── DATA LISTING ──
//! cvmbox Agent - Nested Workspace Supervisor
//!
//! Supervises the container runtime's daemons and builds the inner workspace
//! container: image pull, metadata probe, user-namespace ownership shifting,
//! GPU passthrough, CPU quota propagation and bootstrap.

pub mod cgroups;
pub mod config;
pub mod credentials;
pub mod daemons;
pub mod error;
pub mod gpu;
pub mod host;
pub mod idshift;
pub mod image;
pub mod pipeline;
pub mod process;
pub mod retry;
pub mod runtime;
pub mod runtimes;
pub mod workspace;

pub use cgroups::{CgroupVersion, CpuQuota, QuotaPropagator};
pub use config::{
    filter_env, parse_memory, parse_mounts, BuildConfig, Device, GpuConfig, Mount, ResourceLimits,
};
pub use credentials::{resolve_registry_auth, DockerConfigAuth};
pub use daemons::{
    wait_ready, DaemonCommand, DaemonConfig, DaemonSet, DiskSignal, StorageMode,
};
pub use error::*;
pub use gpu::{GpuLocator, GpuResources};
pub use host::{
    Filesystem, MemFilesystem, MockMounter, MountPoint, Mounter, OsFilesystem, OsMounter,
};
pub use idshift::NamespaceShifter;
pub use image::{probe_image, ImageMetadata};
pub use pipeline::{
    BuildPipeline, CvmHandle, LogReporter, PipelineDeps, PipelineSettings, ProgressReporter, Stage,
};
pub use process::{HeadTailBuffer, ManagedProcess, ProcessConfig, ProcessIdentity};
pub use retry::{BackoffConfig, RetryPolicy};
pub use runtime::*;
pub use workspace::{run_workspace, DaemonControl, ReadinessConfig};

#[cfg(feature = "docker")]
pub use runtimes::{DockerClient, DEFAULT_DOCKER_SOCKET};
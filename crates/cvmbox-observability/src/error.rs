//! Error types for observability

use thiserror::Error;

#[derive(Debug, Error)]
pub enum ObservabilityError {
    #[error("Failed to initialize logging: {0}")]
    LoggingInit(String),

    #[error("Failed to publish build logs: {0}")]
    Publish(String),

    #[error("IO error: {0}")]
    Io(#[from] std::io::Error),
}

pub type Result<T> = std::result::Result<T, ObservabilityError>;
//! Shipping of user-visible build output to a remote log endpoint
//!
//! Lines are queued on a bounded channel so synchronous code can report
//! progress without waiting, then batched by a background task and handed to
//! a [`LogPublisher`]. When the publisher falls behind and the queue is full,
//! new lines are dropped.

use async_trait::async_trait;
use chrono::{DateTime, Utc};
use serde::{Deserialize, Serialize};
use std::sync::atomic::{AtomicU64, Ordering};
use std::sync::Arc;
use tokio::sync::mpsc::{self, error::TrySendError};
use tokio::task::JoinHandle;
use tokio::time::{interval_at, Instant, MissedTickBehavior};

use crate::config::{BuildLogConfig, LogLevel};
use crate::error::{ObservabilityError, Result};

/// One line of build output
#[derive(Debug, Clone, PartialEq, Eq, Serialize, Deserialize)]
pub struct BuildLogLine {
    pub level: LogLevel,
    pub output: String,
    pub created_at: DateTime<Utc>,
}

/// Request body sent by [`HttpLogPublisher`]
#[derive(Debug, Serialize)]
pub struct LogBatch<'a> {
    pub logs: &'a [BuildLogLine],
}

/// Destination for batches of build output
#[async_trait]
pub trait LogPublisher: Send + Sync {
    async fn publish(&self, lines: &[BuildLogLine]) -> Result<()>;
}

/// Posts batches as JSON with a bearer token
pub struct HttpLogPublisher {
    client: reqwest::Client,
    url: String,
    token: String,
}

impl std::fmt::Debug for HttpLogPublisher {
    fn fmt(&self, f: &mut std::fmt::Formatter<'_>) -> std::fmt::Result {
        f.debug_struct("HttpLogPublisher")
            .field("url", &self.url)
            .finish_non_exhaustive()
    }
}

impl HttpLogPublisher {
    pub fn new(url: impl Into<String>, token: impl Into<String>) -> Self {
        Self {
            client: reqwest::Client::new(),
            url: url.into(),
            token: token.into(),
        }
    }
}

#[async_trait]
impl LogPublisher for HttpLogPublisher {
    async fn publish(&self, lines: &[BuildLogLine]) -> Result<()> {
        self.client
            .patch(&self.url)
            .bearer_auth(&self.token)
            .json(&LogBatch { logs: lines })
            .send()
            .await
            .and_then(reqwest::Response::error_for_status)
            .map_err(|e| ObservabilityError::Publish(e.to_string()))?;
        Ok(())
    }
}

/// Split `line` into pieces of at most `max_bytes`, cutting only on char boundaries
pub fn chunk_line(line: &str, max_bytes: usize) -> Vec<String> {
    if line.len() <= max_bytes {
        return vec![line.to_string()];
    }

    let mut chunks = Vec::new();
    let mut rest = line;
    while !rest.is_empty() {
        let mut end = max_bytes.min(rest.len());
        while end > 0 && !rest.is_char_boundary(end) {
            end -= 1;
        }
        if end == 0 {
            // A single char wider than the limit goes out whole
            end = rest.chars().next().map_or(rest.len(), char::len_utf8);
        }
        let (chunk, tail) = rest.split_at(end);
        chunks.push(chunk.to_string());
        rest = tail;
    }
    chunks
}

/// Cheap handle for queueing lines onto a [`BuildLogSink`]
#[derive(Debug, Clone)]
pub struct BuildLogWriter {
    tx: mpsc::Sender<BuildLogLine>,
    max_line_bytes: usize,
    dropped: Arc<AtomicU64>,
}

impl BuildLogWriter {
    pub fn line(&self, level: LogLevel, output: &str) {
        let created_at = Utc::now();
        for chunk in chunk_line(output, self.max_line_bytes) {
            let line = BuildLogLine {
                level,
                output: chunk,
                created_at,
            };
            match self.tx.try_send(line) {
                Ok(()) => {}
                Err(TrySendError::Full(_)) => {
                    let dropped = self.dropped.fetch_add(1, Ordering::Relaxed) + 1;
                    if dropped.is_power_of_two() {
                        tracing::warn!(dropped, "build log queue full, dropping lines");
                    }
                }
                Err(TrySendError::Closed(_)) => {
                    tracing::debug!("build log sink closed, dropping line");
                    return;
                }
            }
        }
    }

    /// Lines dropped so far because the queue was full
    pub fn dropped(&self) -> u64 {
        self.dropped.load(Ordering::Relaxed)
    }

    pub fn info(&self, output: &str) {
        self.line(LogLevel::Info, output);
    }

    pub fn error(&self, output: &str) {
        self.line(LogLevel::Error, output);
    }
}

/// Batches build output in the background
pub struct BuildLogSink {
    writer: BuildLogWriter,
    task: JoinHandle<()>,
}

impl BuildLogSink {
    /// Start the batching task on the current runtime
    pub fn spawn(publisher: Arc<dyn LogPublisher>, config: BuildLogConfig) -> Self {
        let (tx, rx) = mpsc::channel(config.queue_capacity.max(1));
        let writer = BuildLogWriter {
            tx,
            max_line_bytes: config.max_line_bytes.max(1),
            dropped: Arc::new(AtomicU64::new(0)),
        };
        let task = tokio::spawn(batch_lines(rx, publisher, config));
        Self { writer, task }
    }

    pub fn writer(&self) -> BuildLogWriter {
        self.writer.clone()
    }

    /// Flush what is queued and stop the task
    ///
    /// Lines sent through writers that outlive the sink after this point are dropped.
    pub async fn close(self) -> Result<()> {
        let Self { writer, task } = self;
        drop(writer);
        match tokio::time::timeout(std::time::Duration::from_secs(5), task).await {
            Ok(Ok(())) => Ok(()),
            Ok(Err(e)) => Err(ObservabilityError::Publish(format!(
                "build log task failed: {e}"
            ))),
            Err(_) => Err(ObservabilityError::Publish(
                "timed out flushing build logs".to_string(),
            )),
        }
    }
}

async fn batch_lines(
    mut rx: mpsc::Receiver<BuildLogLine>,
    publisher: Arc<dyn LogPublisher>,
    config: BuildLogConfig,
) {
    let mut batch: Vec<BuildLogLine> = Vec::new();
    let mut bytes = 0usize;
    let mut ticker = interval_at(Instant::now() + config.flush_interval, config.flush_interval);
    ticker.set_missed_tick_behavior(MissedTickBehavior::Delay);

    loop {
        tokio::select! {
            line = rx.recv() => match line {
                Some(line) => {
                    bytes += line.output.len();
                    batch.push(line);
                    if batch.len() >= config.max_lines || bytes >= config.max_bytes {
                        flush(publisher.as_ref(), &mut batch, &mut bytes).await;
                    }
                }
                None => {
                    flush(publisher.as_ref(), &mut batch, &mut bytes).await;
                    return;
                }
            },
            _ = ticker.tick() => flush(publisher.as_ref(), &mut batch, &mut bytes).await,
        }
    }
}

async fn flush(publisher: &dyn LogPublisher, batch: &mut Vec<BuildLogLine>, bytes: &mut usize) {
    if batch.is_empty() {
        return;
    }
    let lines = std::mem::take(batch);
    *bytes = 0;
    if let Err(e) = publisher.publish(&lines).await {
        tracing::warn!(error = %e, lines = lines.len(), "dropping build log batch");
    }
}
───
◆ TASK DIRECTIONS ◆
Counting lines with the word "await" in the listing, state the resulting number and nothing else.

◆ YOUR SOLUTION ◆
6